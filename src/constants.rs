//! Application constants for the shot map
//!
//! Zone names, record-key vocabulary, rank band fractions and the
//! calibrated ratio thresholds used throughout the crate.

// =============================================================================
// Shot Zones
// =============================================================================

/// Named shot zones as reported by the NHL Edge shot-location endpoint
pub mod zones {
    pub const LOW_SLOT: &str = "Low Slot";
    pub const HIGH_SLOT: &str = "High Slot";
    pub const CREASE: &str = "Crease";
    pub const L_CIRCLE: &str = "L Circle";
    pub const R_CIRCLE: &str = "R Circle";
    pub const L_NET_SIDE: &str = "L Net Side";
    pub const R_NET_SIDE: &str = "R Net Side";
    pub const L_POINT: &str = "L Point";
    pub const R_POINT: &str = "R Point";
    pub const CENTER_POINT: &str = "Center Point";
    pub const OUTSIDE_L: &str = "Outside L";
    pub const OUTSIDE_R: &str = "Outside R";
    pub const BEYOND_RED_LINE: &str = "Beyond Red Line";
    pub const OFFENSIVE_NEUTRAL_ZONE: &str = "Offensive Neutral Zone";
    pub const BEHIND_THE_NET: &str = "Behind the Net";
    pub const L_CORNER: &str = "L Corner";
    pub const R_CORNER: &str = "R Corner";

    /// All 17 named zones
    pub const ALL: &[&str] = &[
        LOW_SLOT,
        HIGH_SLOT,
        CREASE,
        L_CIRCLE,
        R_CIRCLE,
        L_NET_SIDE,
        R_NET_SIDE,
        L_POINT,
        R_POINT,
        CENTER_POINT,
        OUTSIDE_L,
        OUTSIDE_R,
        BEYOND_RED_LINE,
        OFFENSIVE_NEUTRAL_ZONE,
        BEHIND_THE_NET,
        L_CORNER,
        R_CORNER,
    ];

    /// Home-plate area: slot below the dots plus the crease and both net sides
    pub const HIGH_DANGER: &[&str] = &[LOW_SLOT, CREASE, L_NET_SIDE, R_NET_SIDE];

    pub const POINTS: &[&str] = &[L_POINT, R_POINT, CENTER_POINT];

    pub const CIRCLES: &[&str] = &[L_CIRCLE, R_CIRCLE];

    pub const NET_FRONT: &[&str] = &[CREASE, L_NET_SIDE, R_NET_SIDE];

    pub const CORNERS: &[&str] = &[L_CORNER, R_CORNER, BEHIND_THE_NET];

    pub const SLOT: &[&str] = &[LOW_SLOT, HIGH_SLOT];

    pub const PERIMETER: &[&str] = &[OUTSIDE_L, OUTSIDE_R, BEYOND_RED_LINE, OFFENSIVE_NEUTRAL_ZONE];
}

// =============================================================================
// Record Keys
// =============================================================================

/// Location code of the aggregate (all zones) totals rows
pub const LOCATION_ALL: &str = "all";

/// Game type code for the regular season
pub const GAME_TYPE_REGULAR: u8 = 2;

/// Game type code for the playoffs
pub const GAME_TYPE_PLAYOFFS: u8 = 3;

/// Seasons published by the upstream fetch job, most recent first
pub const SEASONS: &[&str] = &["20252026", "20242025"];

/// Default season when none is requested
pub const DEFAULT_SEASON: &str = "20252026";

// =============================================================================
// Ranking Defaults
// =============================================================================

/// Teams in the league; size of the pre-ranked regular-season pool
pub const DEFAULT_LEAGUE_SIZE: usize = 32;

/// Rank band fractions of the pool size
pub const TOP_10_FRACTION: f64 = 0.10;
pub const TOP_25_FRACTION: f64 = 0.25;
pub const BOTTOM_25_FRACTION: f64 = 0.75;
pub const BOTTOM_10_FRACTION: f64 = 0.90;

/// Rank-to-tier fractions used by the heatmap legend
pub const TIER_TOP_15: f64 = 0.15;
pub const TIER_TOP_33: f64 = 0.33;
pub const TIER_MIDDLE: f64 = 0.66;

/// Percentage difference from the pool average treated as "even"
pub const DEFAULT_VS_AVERAGE_MARGIN_PCT: f64 = 5.0;

/// Days of rank snapshots retained in the dataset history
pub const DEFAULT_MAX_HISTORY_DAYS: usize = 90;

// =============================================================================
// Archetype Thresholds
// =============================================================================

/// Ratio thresholds calibrated against league-wide distributions.
///
/// "mid" is roughly the 16th-best team of 32, "high" roughly the 8th.
pub mod thresholds {
    pub const HIGH_DANGER_MID: f64 = 0.325;
    pub const HIGH_DANGER_HIGH: f64 = 0.350;
    pub const CREASE_MID: f64 = 0.035;
    pub const CREASE_HIGH: f64 = 0.043;
    pub const LOW_SLOT_MID: f64 = 0.248;
    pub const LOW_SLOT_HIGH: f64 = 0.265;
    pub const POINT_MID: f64 = 0.210;
    pub const POINT_HIGH: f64 = 0.230;
    pub const CIRCLE_MID: f64 = 0.197;
    pub const CIRCLE_HIGH: f64 = 0.210;
    pub const NET_FRONT_MID: f64 = 0.083;
    pub const NET_FRONT_HIGH: f64 = 0.095;
    pub const CORNER_MID: f64 = 0.011;
    pub const CORNER_HIGH: f64 = 0.015;

    /// Defense share of F+D shots above which the attack is D-driven
    pub const DEFENSE_DRIVEN: f64 = 0.300;

    /// Defense share of F+D shots below which the attack is F-driven
    pub const FORWARD_DRIVEN: f64 = 0.252;
}

// =============================================================================
// File Locations
// =============================================================================

/// Dataset filename written by the fetch job
pub const DATASET_FILENAME: &str = "nhl-data.json";

/// Application directory under the platform data dir
pub const APP_DIR_NAME: &str = "shotmap";

/// Dataset location used by the web front end build
pub const PUBLIC_DATASET_PATH: &str = "public/nhl-data.json";

#[cfg(test)]
mod tests {
    use super::*;

    #[test]
    fn test_zone_table_is_complete() {
        assert_eq!(zones::ALL.len(), 17);

        let mut unique = zones::ALL.to_vec();
        unique.sort();
        unique.dedup();
        assert_eq!(unique.len(), 17);
    }

    #[test]
    fn test_zone_groups_are_named_zones() {
        for group in [
            zones::HIGH_DANGER,
            zones::POINTS,
            zones::CIRCLES,
            zones::NET_FRONT,
            zones::CORNERS,
            zones::SLOT,
            zones::PERIMETER,
        ] {
            for zone in group {
                assert!(zones::ALL.contains(zone), "{} is not a named zone", zone);
            }
        }
    }

    #[test]
    fn test_thresholds_are_ordered() {
        use thresholds::*;
        assert!(HIGH_DANGER_MID < HIGH_DANGER_HIGH);
        assert!(CREASE_MID < CREASE_HIGH);
        assert!(LOW_SLOT_MID < LOW_SLOT_HIGH);
        assert!(POINT_MID < POINT_HIGH);
        assert!(CIRCLE_MID < CIRCLE_HIGH);
        assert!(NET_FRONT_MID < NET_FRONT_HIGH);
        assert!(CORNER_MID < CORNER_HIGH);
        assert!(FORWARD_DRIVEN < DEFENSE_DRIVEN);
    }
}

● DIRECTIONS: All of the entries above need to be reproduced verbatim.

● SOLUTION:
filename src/constants.rs
//! Application constants for the shot map
//!
//! Zone names, record-key vocabulary, rank band fractions and the
//! calibrated ratio thresholds used throughout the crate.

// =============================================================================
// Shot Zones
// =============================================================================

/// Named shot zones as reported by the NHL Edge shot-location endpoint
pub mod zones {
    pub const LOW_SLOT: &str = "Low Slot";
    pub const HIGH_SLOT: &str = "High Slot";
    pub const CREASE: &str = "Crease";
    pub const L_CIRCLE: &str = "L Circle";
    pub const R_CIRCLE: &str = "R Circle";
    pub const L_NET_SIDE: &str = "L Net Side";
    pub const R_NET_SIDE: &str = "R Net Side";
    pub const L_POINT: &str = "L Point";
    pub const R_POINT: &str = "R Point";
    pub const CENTER_POINT: &str = "Center Point";
    pub const OUTSIDE_L: &str = "Outside L";
    pub const OUTSIDE_R: &str = "Outside R";
    pub const BEYOND_RED_LINE: &str = "Beyond Red Line";
    pub const OFFENSIVE_NEUTRAL_ZONE: &str = "Offensive Neutral Zone";
    pub const BEHIND_THE_NET: &str = "Behind the Net";
    pub const L_CORNER: &str = "L Corner";
    pub const R_CORNER: &str = "R Corner";

    /// All 17 named zones
    pub const ALL: &[&str] = &[
        LOW_SLOT,
        HIGH_SLOT,
        CREASE,
        L_CIRCLE,
        R_CIRCLE,
        L_NET_SIDE,
        R_NET_SIDE,
        L_POINT,
        R_POINT,
        CENTER_POINT,
        OUTSIDE_L,
        OUTSIDE_R,
        BEYOND_RED_LINE,
        OFFENSIVE_NEUTRAL_ZONE,
        BEHIND_THE_NET,
        L_CORNER,
        R_CORNER,
    ];

    /// Home-plate area: slot below the dots plus the crease and both net sides
    pub const HIGH_DANGER: &[&str] = &[LOW_SLOT, CREASE, L_NET_SIDE, R_NET_SIDE];

    pub const POINTS: &[&str] = &[L_POINT, R_POINT, CENTER_POINT];

    pub const CIRCLES: &[&str] = &[L_CIRCLE, R_CIRCLE];

    pub const NET_FRONT: &[&str] = &[CREASE, L_NET_SIDE, R_NET_SIDE];

    pub const CORNERS: &[&str] = &[L_CORNER, R_CORNER, BEHIND_THE_NET];

    pub const SLOT: &[&str] = &[LOW_SLOT, HIGH_SLOT];

    pub const PERIMETER: &[&str] = &[OUTSIDE_L, OUTSIDE_R, BEYOND_RED_LINE, OFFENSIVE_NEUTRAL_ZONE];
}

// =============================================================================
// Record Keys
// =============================================================================

/// Location code of the aggregate (all zones) totals rows
pub const LOCATION_ALL: &str = "all";

/// Game type code for the regular season
pub const GAME_TYPE_REGULAR: u8 = 2;

/// Game type code for the playoffs
pub const GAME_TYPE_PLAYOFFS: u8 = 3;

/// Seasons published by the upstream fetch job, most recent first
pub const SEASONS: &[&str] = &["20252026", "20242025"];

/// Default season when none is requested
pub const DEFAULT_SEASON: &str = "20252026";

// =============================================================================
// Ranking Defaults
// =============================================================================

/// Teams in the league; size of the pre-ranked regular-season pool
pub const DEFAULT_LEAGUE_SIZE: usize = 32;

/// Rank band fractions of the pool size
pub const TOP_10_FRACTION: f64 = 0.10;
pub const TOP_25_FRACTION: f64 = 0.25;
pub const BOTTOM_25_FRACTION: f64 = 0.75;
pub const BOTTOM_10_FRACTION: f64 = 0.90;

/// Rank-to-tier fractions used by the heatmap legend
pub const TIER_TOP_15: f64 = 0.15;
pub const TIER_TOP_33: f64 = 0.33;
pub const TIER_MIDDLE: f64 = 0.66;

/// Percentage difference from the pool average treated as "even"
pub const DEFAULT_VS_AVERAGE_MARGIN_PCT: f64 = 5.0;

/// Days of rank snapshots retained in the dataset history
pub const DEFAULT_MAX_HISTORY_DAYS: usize = 90;

// =============================================================================
// Archetype Thresholds
// =============================================================================

/// Ratio thresholds calibrated against league-wide distributions.
///
/// "mid" is roughly the 16th-best team of 32, "high" roughly the 8th.
pub mod thresholds {
    pub const HIGH_DANGER_MID: f64 = 0.325;
    pub const HIGH_DANGER_HIGH: f64 = 0.350;
    pub const CREASE_MID: f64 = 0.035;
    pub const CREASE_HIGH: f64 = 0.043;
    pub const LOW_SLOT_MID: f64 = 0.248;
    pub const LOW_SLOT_HIGH: f64 = 0.265;
    pub const POINT_MID: f64 = 0.210;
    pub const POINT_HIGH: f64 = 0.230;
    pub const CIRCLE_MID: f64 = 0.197;
    pub const CIRCLE_HIGH: f64 = 0.210;
    pub const NET_FRONT_MID: f64 = 0.083;
    pub const NET_FRONT_HIGH: f64 = 0.095;
    pub const CORNER_MID: f64 = 0.011;
    pub const CORNER_HIGH: f64 = 0.015;

    /// Defense share of F+D shots above which the attack is D-driven
    pub const DEFENSE_DRIVEN: f64 = 0.300;

    /// Defense share of F+D shots below which the attack is F-driven
    pub const FORWARD_DRIVEN: f64 = 0.252;
}

// =============================================================================
// File Locations
// =============================================================================

/// Dataset filename written by the fetch job
pub const DATASET_FILENAME: &str = "nhl-data.json";

/// Application directory under the platform data dir
pub const APP_DIR_NAME: &str = "shotmap";

/// Dataset location used by the web front end build
pub const PUBLIC_DATASET_PATH: &str = "public/nhl-data.json";

#[cfg(test)]
mod tests {
    use super::*;

    #[test]
    fn test_zone_table_is_complete() {
        assert_eq!(zones::ALL.len(), 17);

        let mut unique = zones::ALL.to_vec();
        unique.sort();
        unique.dedup();
        assert_eq!(unique.len(), 17);
    }

    #[test]
    fn test_zone_groups_are_named_zones() {
        for group in [
            zones::HIGH_DANGER,
            zones::POINTS,
            zones::CIRCLES,
            zones::NET_FRONT,
            zones::CORNERS,
            zones::SLOT,
            zones::PERIMETER,
        ] {
            for zone in group {
                assert!(zones::ALL.contains(zone), "{} is not a named zone", zone);
            }
        }
    }

    #[test]
    fn test_thresholds_are_ordered() {
        use thresholds::*;
        assert!(HIGH_DANGER_MID < HIGH_DANGER_HIGH);
        assert!(CREASE_MID < CREASE_HIGH);
        assert!(LOW_SLOT_MID < LOW_SLOT_HIGH);
        assert!(POINT_MID < POINT_HIGH);
        assert!(CIRCLE_MID < CIRCLE_HIGH);
        assert!(NET_FRONT_MID < NET_FRONT_HIGH);
        assert!(CORNER_MID < CORNER_HIGH);
        assert!(FORWARD_DRIVEN < DEFENSE_DRIVEN);
    }
}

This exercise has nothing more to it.